■ Extracted data:
=== Begin Enclosure ===

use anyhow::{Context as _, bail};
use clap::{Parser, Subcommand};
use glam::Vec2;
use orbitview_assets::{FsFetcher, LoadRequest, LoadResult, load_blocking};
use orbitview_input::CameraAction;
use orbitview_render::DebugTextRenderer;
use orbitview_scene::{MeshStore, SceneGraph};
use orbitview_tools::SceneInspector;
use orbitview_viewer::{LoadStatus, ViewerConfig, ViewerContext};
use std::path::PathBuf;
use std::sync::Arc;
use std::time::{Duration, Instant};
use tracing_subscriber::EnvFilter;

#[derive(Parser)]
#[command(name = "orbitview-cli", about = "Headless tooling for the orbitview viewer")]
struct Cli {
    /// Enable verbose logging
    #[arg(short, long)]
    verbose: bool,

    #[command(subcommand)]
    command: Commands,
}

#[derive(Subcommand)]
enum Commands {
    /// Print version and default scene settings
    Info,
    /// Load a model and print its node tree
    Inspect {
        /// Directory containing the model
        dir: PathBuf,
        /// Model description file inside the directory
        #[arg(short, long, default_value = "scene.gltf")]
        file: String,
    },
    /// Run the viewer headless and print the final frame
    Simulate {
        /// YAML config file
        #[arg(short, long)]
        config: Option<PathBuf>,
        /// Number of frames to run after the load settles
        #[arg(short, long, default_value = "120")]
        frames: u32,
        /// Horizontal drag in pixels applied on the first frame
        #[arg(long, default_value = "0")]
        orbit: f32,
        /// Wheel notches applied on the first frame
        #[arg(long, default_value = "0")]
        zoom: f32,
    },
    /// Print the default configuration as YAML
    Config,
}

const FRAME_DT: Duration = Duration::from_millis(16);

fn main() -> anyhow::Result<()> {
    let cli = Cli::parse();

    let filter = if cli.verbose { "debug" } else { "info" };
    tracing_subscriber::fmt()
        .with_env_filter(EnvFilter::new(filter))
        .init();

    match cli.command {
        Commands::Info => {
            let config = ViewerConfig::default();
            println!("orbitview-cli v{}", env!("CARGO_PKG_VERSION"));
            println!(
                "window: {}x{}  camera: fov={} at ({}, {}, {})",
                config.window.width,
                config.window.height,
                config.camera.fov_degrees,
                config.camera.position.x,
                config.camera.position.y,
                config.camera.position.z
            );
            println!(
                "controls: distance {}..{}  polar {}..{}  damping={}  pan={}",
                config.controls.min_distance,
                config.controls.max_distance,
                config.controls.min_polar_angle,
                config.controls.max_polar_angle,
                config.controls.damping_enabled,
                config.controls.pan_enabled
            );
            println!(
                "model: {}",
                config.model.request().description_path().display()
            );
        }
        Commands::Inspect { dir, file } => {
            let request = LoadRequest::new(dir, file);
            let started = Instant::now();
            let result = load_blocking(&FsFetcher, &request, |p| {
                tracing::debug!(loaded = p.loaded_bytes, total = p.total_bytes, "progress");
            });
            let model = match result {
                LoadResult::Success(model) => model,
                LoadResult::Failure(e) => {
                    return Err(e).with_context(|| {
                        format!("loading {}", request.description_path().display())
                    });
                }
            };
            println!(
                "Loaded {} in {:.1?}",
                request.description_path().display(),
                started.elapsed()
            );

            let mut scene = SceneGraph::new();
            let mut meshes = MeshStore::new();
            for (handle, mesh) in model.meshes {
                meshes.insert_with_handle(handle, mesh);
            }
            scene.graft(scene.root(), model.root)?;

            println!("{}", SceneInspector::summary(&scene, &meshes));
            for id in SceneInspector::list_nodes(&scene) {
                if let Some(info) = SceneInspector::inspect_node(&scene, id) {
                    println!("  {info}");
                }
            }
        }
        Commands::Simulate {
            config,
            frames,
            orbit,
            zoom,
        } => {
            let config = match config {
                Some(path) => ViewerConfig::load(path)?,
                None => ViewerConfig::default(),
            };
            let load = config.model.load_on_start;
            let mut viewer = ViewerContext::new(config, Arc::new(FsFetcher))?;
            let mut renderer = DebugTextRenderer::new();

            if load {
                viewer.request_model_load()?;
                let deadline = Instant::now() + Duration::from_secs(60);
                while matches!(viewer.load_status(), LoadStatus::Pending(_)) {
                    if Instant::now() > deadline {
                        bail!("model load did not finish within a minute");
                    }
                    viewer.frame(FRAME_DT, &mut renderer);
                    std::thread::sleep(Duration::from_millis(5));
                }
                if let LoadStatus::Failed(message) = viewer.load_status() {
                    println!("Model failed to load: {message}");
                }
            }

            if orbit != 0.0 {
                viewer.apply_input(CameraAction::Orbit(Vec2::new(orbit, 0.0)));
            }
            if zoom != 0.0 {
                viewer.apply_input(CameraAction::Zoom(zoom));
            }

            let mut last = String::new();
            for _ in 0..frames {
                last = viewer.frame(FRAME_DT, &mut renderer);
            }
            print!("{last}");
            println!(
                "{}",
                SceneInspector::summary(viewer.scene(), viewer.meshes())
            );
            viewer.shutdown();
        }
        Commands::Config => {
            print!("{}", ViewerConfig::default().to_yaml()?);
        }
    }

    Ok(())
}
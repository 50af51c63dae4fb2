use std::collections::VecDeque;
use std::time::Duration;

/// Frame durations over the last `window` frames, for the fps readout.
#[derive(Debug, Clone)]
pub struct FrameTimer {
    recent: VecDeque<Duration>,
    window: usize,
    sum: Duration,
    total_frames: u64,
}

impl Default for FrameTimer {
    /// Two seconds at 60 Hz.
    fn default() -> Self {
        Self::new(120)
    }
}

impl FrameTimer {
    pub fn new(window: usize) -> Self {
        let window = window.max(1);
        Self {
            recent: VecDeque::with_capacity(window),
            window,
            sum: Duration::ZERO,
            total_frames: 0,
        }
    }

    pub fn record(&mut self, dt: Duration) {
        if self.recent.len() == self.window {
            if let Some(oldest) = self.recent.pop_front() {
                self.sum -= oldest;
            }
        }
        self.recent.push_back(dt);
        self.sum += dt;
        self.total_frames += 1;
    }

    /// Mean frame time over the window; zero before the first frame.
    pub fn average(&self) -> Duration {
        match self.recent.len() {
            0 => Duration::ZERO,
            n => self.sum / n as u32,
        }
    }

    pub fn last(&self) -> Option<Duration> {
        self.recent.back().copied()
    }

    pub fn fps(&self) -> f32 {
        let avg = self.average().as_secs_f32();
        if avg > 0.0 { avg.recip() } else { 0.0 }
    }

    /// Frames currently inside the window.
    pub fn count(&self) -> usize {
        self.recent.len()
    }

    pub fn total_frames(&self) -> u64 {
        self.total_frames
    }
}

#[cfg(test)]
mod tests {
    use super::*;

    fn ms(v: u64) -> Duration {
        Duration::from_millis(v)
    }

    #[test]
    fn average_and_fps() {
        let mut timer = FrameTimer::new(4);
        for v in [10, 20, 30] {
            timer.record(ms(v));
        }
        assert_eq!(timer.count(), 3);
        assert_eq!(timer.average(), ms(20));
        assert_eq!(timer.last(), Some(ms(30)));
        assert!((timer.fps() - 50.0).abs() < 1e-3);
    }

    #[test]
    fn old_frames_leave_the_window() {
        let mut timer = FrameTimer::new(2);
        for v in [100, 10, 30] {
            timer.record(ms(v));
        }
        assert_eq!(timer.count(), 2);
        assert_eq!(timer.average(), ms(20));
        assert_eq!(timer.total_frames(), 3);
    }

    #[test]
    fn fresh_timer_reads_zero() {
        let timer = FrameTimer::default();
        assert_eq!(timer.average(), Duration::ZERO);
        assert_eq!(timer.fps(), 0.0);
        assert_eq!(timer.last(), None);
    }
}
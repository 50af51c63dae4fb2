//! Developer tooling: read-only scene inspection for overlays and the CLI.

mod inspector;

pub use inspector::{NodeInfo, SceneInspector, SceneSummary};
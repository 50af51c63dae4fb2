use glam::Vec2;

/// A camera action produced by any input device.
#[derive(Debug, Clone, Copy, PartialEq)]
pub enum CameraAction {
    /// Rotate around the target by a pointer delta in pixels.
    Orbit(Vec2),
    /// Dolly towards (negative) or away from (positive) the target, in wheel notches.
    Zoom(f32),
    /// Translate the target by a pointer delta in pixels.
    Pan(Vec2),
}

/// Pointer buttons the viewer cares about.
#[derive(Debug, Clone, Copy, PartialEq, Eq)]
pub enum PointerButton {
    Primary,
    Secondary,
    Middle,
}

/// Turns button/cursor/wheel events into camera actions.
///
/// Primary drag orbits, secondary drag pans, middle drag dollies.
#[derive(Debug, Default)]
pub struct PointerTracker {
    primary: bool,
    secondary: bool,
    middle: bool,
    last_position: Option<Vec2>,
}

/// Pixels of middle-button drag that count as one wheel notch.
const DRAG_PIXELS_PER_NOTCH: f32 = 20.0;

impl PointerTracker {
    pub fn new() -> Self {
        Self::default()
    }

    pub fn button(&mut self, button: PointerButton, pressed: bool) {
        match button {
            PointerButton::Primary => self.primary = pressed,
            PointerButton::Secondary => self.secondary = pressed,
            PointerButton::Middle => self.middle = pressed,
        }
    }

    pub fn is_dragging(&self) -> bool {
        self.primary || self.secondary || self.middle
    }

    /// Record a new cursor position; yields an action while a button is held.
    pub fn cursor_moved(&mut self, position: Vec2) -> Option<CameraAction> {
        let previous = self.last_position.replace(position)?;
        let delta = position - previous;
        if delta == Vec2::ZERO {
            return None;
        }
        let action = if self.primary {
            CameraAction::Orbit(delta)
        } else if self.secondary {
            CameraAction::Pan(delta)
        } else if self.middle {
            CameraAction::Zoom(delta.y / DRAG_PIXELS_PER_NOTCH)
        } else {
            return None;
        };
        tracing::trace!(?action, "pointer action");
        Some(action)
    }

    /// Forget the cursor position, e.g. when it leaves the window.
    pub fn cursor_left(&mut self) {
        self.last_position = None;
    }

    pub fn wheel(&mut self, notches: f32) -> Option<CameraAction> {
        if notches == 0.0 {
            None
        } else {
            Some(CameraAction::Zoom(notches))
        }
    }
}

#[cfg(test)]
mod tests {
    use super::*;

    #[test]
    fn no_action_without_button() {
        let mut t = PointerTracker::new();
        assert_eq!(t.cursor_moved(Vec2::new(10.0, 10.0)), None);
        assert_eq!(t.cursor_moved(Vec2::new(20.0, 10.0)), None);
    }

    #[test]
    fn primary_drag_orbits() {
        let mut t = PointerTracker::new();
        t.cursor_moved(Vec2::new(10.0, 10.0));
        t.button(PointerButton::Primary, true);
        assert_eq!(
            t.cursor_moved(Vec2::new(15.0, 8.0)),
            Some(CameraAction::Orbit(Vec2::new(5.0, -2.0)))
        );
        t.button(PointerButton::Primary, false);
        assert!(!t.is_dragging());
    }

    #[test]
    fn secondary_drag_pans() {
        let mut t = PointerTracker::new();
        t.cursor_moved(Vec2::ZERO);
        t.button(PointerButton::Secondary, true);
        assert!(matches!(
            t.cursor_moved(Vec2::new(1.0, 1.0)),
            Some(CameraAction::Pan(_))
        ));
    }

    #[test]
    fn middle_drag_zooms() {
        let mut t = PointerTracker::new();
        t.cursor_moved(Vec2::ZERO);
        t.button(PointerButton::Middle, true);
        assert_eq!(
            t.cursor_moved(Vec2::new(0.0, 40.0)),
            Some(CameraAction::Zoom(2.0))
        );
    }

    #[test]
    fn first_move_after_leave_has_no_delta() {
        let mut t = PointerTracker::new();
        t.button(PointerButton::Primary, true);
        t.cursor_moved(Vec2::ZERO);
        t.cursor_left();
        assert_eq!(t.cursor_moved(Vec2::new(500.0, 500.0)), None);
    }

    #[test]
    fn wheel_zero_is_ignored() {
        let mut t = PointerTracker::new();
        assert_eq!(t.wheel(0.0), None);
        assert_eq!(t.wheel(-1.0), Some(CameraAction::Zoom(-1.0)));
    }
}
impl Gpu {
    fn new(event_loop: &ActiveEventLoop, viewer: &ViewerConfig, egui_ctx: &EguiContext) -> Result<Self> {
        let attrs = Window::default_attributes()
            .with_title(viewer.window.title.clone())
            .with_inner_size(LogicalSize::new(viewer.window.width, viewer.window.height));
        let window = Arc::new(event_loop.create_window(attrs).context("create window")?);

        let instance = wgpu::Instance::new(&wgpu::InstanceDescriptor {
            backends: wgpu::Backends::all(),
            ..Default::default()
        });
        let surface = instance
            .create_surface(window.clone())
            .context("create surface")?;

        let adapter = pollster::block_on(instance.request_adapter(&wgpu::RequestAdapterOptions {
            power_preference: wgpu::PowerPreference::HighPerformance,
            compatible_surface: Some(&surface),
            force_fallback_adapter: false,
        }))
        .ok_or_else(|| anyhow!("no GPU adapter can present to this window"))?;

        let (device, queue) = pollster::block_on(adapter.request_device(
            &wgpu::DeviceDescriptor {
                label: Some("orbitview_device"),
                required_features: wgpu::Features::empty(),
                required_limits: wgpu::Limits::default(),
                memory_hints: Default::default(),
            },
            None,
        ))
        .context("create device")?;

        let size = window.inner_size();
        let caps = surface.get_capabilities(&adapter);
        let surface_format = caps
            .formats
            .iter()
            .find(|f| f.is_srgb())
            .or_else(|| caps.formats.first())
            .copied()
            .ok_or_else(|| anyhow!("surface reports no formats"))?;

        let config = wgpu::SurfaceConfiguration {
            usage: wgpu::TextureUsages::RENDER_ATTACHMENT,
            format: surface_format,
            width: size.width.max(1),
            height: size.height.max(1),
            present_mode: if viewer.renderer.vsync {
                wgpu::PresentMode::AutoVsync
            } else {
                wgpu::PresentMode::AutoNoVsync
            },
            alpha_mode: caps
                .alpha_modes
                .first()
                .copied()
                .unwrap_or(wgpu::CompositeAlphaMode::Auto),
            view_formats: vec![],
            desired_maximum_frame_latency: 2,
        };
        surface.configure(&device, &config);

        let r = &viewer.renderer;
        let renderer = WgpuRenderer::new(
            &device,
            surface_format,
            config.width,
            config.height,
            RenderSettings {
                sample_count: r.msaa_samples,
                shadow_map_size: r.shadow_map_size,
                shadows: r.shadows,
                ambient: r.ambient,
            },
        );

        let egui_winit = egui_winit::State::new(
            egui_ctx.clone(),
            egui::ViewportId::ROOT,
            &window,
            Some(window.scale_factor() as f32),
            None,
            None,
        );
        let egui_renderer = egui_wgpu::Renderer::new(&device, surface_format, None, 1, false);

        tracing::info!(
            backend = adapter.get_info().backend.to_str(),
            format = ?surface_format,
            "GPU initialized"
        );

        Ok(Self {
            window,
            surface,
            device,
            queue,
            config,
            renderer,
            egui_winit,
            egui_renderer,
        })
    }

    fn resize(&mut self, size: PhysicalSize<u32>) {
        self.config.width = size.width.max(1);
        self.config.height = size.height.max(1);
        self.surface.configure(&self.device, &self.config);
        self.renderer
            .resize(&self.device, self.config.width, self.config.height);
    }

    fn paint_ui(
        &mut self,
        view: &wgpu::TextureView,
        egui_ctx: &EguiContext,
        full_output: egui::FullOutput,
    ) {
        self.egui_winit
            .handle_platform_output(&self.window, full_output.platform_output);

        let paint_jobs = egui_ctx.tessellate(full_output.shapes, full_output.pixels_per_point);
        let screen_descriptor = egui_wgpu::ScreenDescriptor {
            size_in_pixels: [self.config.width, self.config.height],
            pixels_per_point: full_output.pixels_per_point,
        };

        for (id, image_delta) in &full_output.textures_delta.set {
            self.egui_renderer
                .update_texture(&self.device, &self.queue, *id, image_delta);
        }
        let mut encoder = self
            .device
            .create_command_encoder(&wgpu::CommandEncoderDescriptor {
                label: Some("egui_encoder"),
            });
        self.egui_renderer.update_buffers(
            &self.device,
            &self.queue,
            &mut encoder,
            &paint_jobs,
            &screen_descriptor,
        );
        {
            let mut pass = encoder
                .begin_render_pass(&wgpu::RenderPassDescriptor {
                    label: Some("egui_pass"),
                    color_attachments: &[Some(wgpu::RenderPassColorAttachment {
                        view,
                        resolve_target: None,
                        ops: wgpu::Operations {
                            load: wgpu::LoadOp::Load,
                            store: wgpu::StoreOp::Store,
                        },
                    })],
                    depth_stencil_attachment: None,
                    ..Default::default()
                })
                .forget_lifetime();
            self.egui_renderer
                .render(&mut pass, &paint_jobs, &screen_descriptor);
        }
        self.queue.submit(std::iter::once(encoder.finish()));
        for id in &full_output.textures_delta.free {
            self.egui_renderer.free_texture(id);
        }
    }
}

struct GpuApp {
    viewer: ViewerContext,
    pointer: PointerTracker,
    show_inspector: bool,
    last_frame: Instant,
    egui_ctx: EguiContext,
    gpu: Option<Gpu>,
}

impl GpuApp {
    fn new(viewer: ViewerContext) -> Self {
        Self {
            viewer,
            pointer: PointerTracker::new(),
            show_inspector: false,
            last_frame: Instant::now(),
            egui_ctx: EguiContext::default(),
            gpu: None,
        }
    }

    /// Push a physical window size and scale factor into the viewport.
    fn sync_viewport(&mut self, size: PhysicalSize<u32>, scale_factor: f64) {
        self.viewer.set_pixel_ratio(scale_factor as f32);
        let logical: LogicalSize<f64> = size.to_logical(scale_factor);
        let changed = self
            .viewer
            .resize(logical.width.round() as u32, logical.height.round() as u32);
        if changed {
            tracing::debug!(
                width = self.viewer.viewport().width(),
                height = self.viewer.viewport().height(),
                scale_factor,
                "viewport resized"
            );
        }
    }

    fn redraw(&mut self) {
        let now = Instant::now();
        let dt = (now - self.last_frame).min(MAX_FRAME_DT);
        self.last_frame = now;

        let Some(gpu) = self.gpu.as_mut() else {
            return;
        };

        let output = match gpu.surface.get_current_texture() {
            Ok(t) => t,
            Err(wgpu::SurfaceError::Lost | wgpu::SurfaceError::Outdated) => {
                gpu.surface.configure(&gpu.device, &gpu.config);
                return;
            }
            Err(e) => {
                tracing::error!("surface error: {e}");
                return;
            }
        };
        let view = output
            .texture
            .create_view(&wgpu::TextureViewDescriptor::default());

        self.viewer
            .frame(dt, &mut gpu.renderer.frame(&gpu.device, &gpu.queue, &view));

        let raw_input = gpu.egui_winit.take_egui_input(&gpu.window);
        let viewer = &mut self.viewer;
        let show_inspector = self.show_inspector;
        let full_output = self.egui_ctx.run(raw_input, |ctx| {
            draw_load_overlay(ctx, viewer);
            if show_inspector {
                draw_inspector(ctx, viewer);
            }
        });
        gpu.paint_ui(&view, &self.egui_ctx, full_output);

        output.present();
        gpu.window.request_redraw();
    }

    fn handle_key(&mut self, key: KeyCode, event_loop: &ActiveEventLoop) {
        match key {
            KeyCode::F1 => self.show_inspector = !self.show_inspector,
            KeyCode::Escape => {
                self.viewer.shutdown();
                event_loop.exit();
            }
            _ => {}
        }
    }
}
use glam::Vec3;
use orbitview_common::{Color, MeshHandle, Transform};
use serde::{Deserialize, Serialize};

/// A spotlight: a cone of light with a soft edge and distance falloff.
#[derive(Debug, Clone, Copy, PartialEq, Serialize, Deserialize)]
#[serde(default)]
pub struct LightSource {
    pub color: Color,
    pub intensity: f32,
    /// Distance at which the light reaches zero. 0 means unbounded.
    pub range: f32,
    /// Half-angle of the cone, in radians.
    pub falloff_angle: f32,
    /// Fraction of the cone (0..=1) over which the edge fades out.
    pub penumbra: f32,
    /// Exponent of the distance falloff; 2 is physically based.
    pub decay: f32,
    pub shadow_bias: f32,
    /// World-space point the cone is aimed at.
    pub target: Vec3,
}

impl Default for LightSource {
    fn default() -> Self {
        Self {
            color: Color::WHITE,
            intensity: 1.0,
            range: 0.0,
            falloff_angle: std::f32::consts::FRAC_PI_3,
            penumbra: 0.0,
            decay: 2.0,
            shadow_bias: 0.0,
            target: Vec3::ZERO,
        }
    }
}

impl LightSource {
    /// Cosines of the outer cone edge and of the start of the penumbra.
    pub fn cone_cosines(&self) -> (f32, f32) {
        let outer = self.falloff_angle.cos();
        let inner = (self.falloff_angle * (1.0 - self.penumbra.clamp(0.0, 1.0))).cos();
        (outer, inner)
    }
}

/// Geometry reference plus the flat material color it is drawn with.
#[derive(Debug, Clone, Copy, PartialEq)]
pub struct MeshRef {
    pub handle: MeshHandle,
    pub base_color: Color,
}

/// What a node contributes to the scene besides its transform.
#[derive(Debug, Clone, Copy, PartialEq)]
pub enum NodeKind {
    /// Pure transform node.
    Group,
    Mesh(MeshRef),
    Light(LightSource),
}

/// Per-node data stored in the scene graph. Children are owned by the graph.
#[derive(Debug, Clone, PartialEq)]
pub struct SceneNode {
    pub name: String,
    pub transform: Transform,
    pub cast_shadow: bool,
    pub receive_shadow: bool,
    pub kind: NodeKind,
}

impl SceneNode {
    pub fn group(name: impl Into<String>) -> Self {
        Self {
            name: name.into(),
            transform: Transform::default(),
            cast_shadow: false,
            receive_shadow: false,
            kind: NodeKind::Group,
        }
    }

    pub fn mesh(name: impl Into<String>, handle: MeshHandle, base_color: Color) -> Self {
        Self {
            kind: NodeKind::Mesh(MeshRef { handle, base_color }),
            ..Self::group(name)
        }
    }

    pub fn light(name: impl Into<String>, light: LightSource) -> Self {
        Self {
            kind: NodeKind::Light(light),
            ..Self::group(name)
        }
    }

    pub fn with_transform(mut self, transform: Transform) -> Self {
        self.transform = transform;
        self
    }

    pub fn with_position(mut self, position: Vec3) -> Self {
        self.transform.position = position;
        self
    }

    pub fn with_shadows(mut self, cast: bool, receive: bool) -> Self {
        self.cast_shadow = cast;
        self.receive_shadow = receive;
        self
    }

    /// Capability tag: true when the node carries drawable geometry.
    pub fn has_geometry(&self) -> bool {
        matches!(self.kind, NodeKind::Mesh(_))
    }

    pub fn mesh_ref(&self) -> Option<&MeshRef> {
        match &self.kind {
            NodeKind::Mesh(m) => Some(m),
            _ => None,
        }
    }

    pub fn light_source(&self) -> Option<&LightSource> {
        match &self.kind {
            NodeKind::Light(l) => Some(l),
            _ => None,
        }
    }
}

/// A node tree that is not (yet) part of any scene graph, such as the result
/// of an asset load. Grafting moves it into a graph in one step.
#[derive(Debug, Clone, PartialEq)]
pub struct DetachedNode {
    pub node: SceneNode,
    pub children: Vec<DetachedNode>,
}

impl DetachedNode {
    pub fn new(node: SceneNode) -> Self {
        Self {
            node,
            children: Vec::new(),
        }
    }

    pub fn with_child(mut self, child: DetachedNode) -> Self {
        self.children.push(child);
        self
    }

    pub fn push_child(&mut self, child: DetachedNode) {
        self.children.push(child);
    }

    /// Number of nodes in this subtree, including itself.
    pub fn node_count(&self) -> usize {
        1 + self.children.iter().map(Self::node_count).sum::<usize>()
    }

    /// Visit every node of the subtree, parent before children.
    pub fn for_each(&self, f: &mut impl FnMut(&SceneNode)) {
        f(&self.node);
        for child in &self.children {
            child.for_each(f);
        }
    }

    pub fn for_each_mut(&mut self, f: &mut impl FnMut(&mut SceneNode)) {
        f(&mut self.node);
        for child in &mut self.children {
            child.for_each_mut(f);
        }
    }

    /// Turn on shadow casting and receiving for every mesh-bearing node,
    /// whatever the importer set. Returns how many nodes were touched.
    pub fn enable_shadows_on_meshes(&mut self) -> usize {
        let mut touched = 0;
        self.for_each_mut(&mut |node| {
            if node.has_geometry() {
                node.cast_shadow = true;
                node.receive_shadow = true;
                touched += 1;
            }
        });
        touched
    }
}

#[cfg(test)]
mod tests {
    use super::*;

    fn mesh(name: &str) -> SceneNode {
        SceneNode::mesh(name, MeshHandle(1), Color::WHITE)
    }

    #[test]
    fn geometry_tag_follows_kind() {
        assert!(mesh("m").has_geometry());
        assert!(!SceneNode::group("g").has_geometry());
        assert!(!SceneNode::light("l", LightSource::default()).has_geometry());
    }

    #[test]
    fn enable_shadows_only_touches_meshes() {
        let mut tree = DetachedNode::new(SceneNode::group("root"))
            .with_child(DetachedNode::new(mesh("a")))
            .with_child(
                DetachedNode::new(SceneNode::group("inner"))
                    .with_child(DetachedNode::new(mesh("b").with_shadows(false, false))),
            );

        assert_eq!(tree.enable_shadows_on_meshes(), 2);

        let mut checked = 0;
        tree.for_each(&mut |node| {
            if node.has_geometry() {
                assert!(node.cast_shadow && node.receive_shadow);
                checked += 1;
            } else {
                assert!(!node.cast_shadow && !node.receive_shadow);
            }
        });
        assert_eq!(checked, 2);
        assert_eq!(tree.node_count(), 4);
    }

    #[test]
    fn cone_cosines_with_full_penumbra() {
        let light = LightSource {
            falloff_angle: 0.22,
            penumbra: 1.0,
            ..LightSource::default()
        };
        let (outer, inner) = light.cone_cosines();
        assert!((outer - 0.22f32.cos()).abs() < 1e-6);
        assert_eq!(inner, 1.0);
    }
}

=== End Enclosure ===

■ Work instruction: Copy the lines above exactly, beginning at the line that has "node.receive_shadow = true;" and stopping after the line that has "assert_eq!(tree.enable_shadows_on_meshes(), 2);", and omit the rest.

■ Output of the task:
                node.receive_shadow = true;
                touched += 1;
            }
        });
        touched
    }
}

#[cfg(test)]
mod tests {
    use super::*;

    fn mesh(name: &str) -> SceneNode {
        SceneNode::mesh(name, MeshHandle(1), Color::WHITE)
    }

    #[test]
    fn geometry_tag_follows_kind() {
        assert!(mesh("m").has_geometry());
        assert!(!SceneNode::group("g").has_geometry());
        assert!(!SceneNode::light("l", LightSource::default()).has_geometry());
    }

    #[test]
    fn enable_shadows_only_touches_meshes() {
        let mut tree = DetachedNode::new(SceneNode::group("root"))
            .with_child(DetachedNode::new(mesh("a")))
            .with_child(
                DetachedNode::new(SceneNode::group("inner"))
                    .with_child(DetachedNode::new(mesh("b").with_shadows(false, false))),
            );

        assert_eq!(tree.enable_shadows_on_meshes(), 2);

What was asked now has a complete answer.